ADVERTISEMENT

‘The Legend of Ben Hall’ director developing adaptation of Colin Thiele’s ‘Blue Fin’

Matthew Holmes, the writer/director/producer of bushranger film The Legend of Ben Hall, is in the final stages of script development on Blue Fin, a feature adaptation of Colin Thiele’s 1969 novel.

Thiele, who died in 2006, was also the author of Storm Boy, the book which inspired the eponymous 1976 film and its new contemporary ‘re-imagining’, currently filming in South Australia and starring Geoffrey Rush and Jai Courtney.

Blue Fin follows the clumsy Steve ‘Snook’ Pascoe, whose father, skipper of tuna boat Blue Fin, believes he won’t amount to anything. However, when his father allows him to join him on a tuna-fishing expedition, disaster strikes, and it is up to Snook to save them both.

The novel was also made into a film in 1978, directed by Carl Schultz and starring Hardy Kruger, Greg Rowe, Liddy Clark and John Jarrett.

Holmes optioned the rights to the book, his favourite as a child, from the Thiele estate in 2013 and has been working on the script periodically since then.

“It was a very influential novel for me,” Holmes told IF. “Like most of Colin Thiele’s work, it captures something about childhood and growing up, especially in Australia.”

With Storm Boy being remade, Holmes felt it was an opportune time to run with the project, given Thiele’s work was once again in the spotlight.

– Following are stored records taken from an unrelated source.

//! Gateway error types.

use thiserror::Error;

/// Gateway error type.
#[derive(Debug, Error)]
pub enum GatewayError {
    /// JSON serialization/deserialization error.
    #[error("JSON error: {0}")]
    Json(#[from] serde_json::Error),

    /// Outbound queue to a subscriber is full or closed.
    #[error("Channel send error")]
    ChannelSend,

    /// The relay task is no longer accepting requests.
    #[error("Relay unavailable")]
    RelayUnavailable,

    /// Invalid configuration value.
    #[error("Invalid configuration: {0}")]
    Config(String),
}

impl GatewayError {
    /// Error code sent to subscribers in `error` events.
    pub fn code(&self) -> &'static str {
        match self {
            GatewayError::Json(_) => "INVALID_MESSAGE",
            GatewayError::ChannelSend => "SLOW_CONSUMER",
            GatewayError::RelayUnavailable => "UNAVAILABLE",
            GatewayError::Config(_) => "PROCESSING_ERROR",
        }
    }
}

/// Result type for gateway operations.
pub type Result<T> = std::result::Result<T, GatewayError>;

He said his adaptation of Blue Fin will adhere closely to the novel where the 1978 film deviated somewhat.

“It’s quite a faithful adaptation. The Thiele family have read my script and they were very happy and felt that it really kept the heart and spirit of original novel.”

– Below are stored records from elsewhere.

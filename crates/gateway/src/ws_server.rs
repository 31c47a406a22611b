//! WebSocket server handler using Axum.
//!
//! Each socket gets a bounded outbound queue drained by a writer task. Inbound frames become
//! [`RelayRequest`]s; the relay answers through the queue.

use crate::client::{ClientId, CLIENT_CHANNEL_BUFFER_SIZE};
use crate::error::{GatewayError, Result};
use crate::protocol::{ClientMessage, ErrorData, ServerMessage};
use crate::relay::{RelayRequest, RequestTx};
use axum::{
    extract::{
        ws::{Message, WebSocket},
        State, WebSocketUpgrade,
    },
    http::StatusCode,
    response::IntoResponse,
    routing::get,
    Json, Router,
};
use futures::{SinkExt, StreamExt};
use metrics::counter;
use serde_json::json;
use std::sync::Arc;
use std::time::Duration;
use tokio::sync::{mpsc, oneshot};
use tokio::time::interval;
use tower_http::cors::CorsLayer;
use tracing::{debug, info, warn};
use uuid::Uuid;

/// Shared application state.
pub struct AppState {
    pub requests: RequestTx,
    pub ping_interval: Duration,
}

/// Create the WebSocket router.
pub fn create_router(state: Arc<AppState>) -> Router {
    Router::new()
        .route("/ws", get(ws_handler))
        .route("/health", get(health_handler))
        .with_state(state)
        .layer(CorsLayer::permissive())
}

/// Health check handler.
async fn health_handler(State(state): State<Arc<AppState>>) -> impl IntoResponse {
    let (reply_tx, reply_rx) = oneshot::channel();
    if state.requests.send(RelayRequest::Stats(reply_tx)).is_err() {
        return (
            StatusCode::SERVICE_UNAVAILABLE,
            Json(json!({"status": "unavailable"})),
        );
    }
    match reply_rx.await {
        Ok(stats) => (
            StatusCode::OK,
            Json(json!({
                "status": "ok",
                "clients": stats.clients,
                "symbols": stats.symbols,
                "upstreamConnected": stats.upstream_connected,
            })),
        ),
        Err(_) => (
            StatusCode::SERVICE_UNAVAILABLE,
            Json(json!({"status": "unavailable"})),
        ),
    }
}

/// WebSocket upgrade handler.
async fn ws_handler(
    ws: WebSocketUpgrade,
    State(state): State<Arc<AppState>>,
) -> impl IntoResponse {
    ws.on_upgrade(|socket| handle_socket(socket, state))
}

/// Handle a WebSocket connection.
async fn handle_socket(socket: WebSocket, state: Arc<AppState>) {
    let (mut ws_tx, mut ws_rx) = socket.split();
    let (tx, mut rx) = mpsc::channel::<Message>(CLIENT_CHANNEL_BUFFER_SIZE);
    let client_id: ClientId = Uuid::new_v4();

    if state
        .requests
        .send(RelayRequest::Connect {
            client_id,
            tx: tx.clone(),
        })
        .is_err()
    {
        warn!("Relay unavailable, refusing client {}", client_id);
        let _ = ws_tx.close().await;
        return;
    }

    counter!("gateway_connections_total").increment(1);
    info!("Client {} connected", client_id);

    // Forward queued messages to the socket
    let send_task = tokio::spawn(async move {
        while let Some(msg) = rx.recv().await {
            if ws_tx.send(msg).await.is_err() {
                break;
            }
        }
    });

    let mut ping_interval = interval(state.ping_interval);
    ping_interval.set_missed_tick_behavior(tokio::time::MissedTickBehavior::Skip);
    // The first tick completes immediately.
    ping_interval.tick().await;

    let reason = loop {
        tokio::select! {
            biased;

            msg = ws_rx.next() => {
                match msg {
                    Some(Ok(Message::Close(_))) | None => break "client closed".to_string(),
                    Some(Ok(msg)) => {
                        if let Err(e) = handle_message(&state, client_id, &tx, msg) {
                            match e {
                                GatewayError::RelayUnavailable => break e.to_string(),
                                e => {
                                    warn!("Error handling message from {}: {}", client_id, e);
                                    send_error(&tx, &e);
                                }
                            }
                        }
                    }
                    Some(Err(e)) => {
                        warn!("WebSocket error for {}: {}", client_id, e);
                        break format!("transport error: {}", e);
                    }
                }
            }

            _ = ping_interval.tick() => {
                if tx.try_send(Message::Ping(Vec::new().into())).is_err() && tx.is_closed() {
                    break "send queue closed".to_string();
                }
            }
        }
    };

    let _ = state.requests.send(RelayRequest::Disconnect {
        client_id,
        reason: reason.clone(),
    });
    send_task.abort();

    counter!("gateway_disconnections_total").increment(1);
    info!("Client {} disconnected: {}", client_id, reason);
}

/// Handle a single WebSocket message.
fn handle_message(
    state: &AppState,
    client_id: ClientId,
    tx: &mpsc::Sender<Message>,
    msg: Message,
) -> Result<()> {
    match msg {
        Message::Text(text) => {
            let client_msg: ClientMessage = serde_json::from_str(text.as_str())?;
            handle_client_message(state, client_id, tx, client_msg)
        }
        Message::Binary(data) => {
            let client_msg: ClientMessage = serde_json::from_slice(&data)?;
            handle_client_message(state, client_id, tx, client_msg)
        }
        Message::Ping(data) => tx
            .try_send(Message::Pong(data))
            .map_err(|_| GatewayError::ChannelSend),
        Message::Pong(_) | Message::Close(_) => Ok(()),
    }
}

/// Handle a parsed client message.
fn handle_client_message(
    state: &AppState,
    client_id: ClientId,
    tx: &mpsc::Sender<Message>,
    msg: ClientMessage,
) -> Result<()> {
    let request = match msg {
        ClientMessage::Subscribe(symbol) => {
            debug!("Client {} subscribing to {}", client_id, symbol);
            RelayRequest::Subscribe { client_id, symbol }
        }
        ClientMessage::Unsubscribe(symbol) => {
            debug!("Client {} unsubscribing from {}", client_id, symbol);
            RelayRequest::Unsubscribe { client_id, symbol }
        }
        ClientMessage::Ping => return send_direct(tx, &ServerMessage::Pong),
    };
    state.requests.send(request)
}

/// Queue a message produced by the socket task itself rather than the relay.
fn send_direct(tx: &mpsc::Sender<Message>, msg: &ServerMessage) -> Result<()> {
    let json = serde_json::to_string(msg)?;
    tx.try_send(Message::Text(json.into()))
        .map_err(|_| GatewayError::ChannelSend)
}

fn send_error(tx: &mpsc::Sender<Message>, error: &GatewayError) {
    let msg = ServerMessage::Error(ErrorData {
        message: error.to_string(),
        code: error.code().to_string(),
    });
    if send_direct(tx, &msg).is_err() {
        debug!("Dropping error frame for a full or closed queue");
    }
}

#[cfg(test)]
mod tests {
    use super::*;
    use crate::relay::{RelayEvent, RelayStats};
    use serde_json::Value;

    fn state() -> (AppState, mpsc::UnboundedReceiver<RelayEvent>) {
        let (events_tx, events) = mpsc::unbounded_channel();
        let state = AppState {
            requests: RequestTx::new(events_tx),
            ping_interval: Duration::from_secs(30),
        };
        (state, events)
    }

    fn text(json: &str) -> Message {
        Message::Text(json.to_string().into())
    }

    fn next_frame(rx: &mut mpsc::Receiver<Message>) -> Value {
        match rx.try_recv() {
            Ok(Message::Text(text)) => serde_json::from_str(text.as_str()).unwrap(),
            other => panic!("expected text frame, got {:?}", other),
        }
    }

    #[test]
    fn test_subscribe_frames_become_relay_requests() {
        let (state, mut requests) = state();
        let (tx, _rx) = mpsc::channel(8);
        let id = Uuid::new_v4();

        handle_message(&state, id, &tx, text(r#"{"event":"subscribe","data":"BTC-USD"}"#))
            .unwrap();
        handle_message(&state, id, &tx, text(r#"{"event":"unsubscribe","data":"BTC-USD"}"#))
            .unwrap();

        match requests.try_recv().unwrap() {
            RelayEvent::Request(RelayRequest::Subscribe { client_id, symbol }) => {
                assert_eq!(client_id, id);
                assert_eq!(symbol, "BTC-USD");
            }
            other => panic!("expected subscribe, got {:?}", other),
        }
        assert!(matches!(
            requests.try_recv().unwrap(),
            RelayEvent::Request(RelayRequest::Unsubscribe { .. })
        ));
    }

    #[test]
    fn test_ping_is_answered_locally() {
        let (state, mut requests) = state();
        let (tx, mut rx) = mpsc::channel(8);

        handle_message(&state, Uuid::new_v4(), &tx, text(r#"{"event":"ping"}"#)).unwrap();
        assert_eq!(next_frame(&mut rx), json!({"event": "pong"}));
        assert!(requests.try_recv().is_err());
    }

    #[test]
    fn test_invalid_frame_produces_error_event() {
        let (state, _requests) = state();
        let (tx, mut rx) = mpsc::channel(8);

        let err = handle_message(&state, Uuid::new_v4(), &tx, text("{not json")).unwrap_err();
        assert_eq!(err.code(), "INVALID_MESSAGE");

        send_error(&tx, &err);
        let frame = next_frame(&mut rx);
        assert_eq!(frame["event"], "error");
        assert_eq!(frame["data"]["code"], "INVALID_MESSAGE");
    }

    #[test]
    fn test_relay_gone_is_reported() {
        let (state, requests) = state();
        drop(requests);
        let (tx, _rx) = mpsc::channel(8);

        let err = handle_message(
            &state,
            Uuid::new_v4(),
            &tx,
            text(r#"{"event":"subscribe","data":"BTC-USD"}"#),
        )
        .unwrap_err();
        assert!(matches!(err, GatewayError::RelayUnavailable));
    }

    #[tokio::test]
    async fn test_health_reports_relay_stats() {
        let (state, mut requests) = state();
        let relay = tokio::spawn(async move {
            if let Some(RelayEvent::Request(RelayRequest::Stats(reply))) = requests.recv().await {
                let _ = reply.send(RelayStats {
                    clients: 2,
                    symbols: 1,
                    upstream_connected: true,
                });
            }
        });

        let response = health_handler(State(Arc::new(state))).await.into_response();
        assert_eq!(response.status(), StatusCode::OK);
        relay.await.unwrap();
    }
}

Much of the team from The Legend of Ben Hall are on board with the project, including production companies Two Tone Media and RLC Entertainment, producers Russell Cunningham and Jessica Pearce, DOP Peter Szilveszter, production designer Das Patterson and composer Ronnie Minder. Australia American Media’s Claudia Keech joins as co-producer.

Holmes said they are in the early stages of securing financing, but the hope is to enter production in 2018.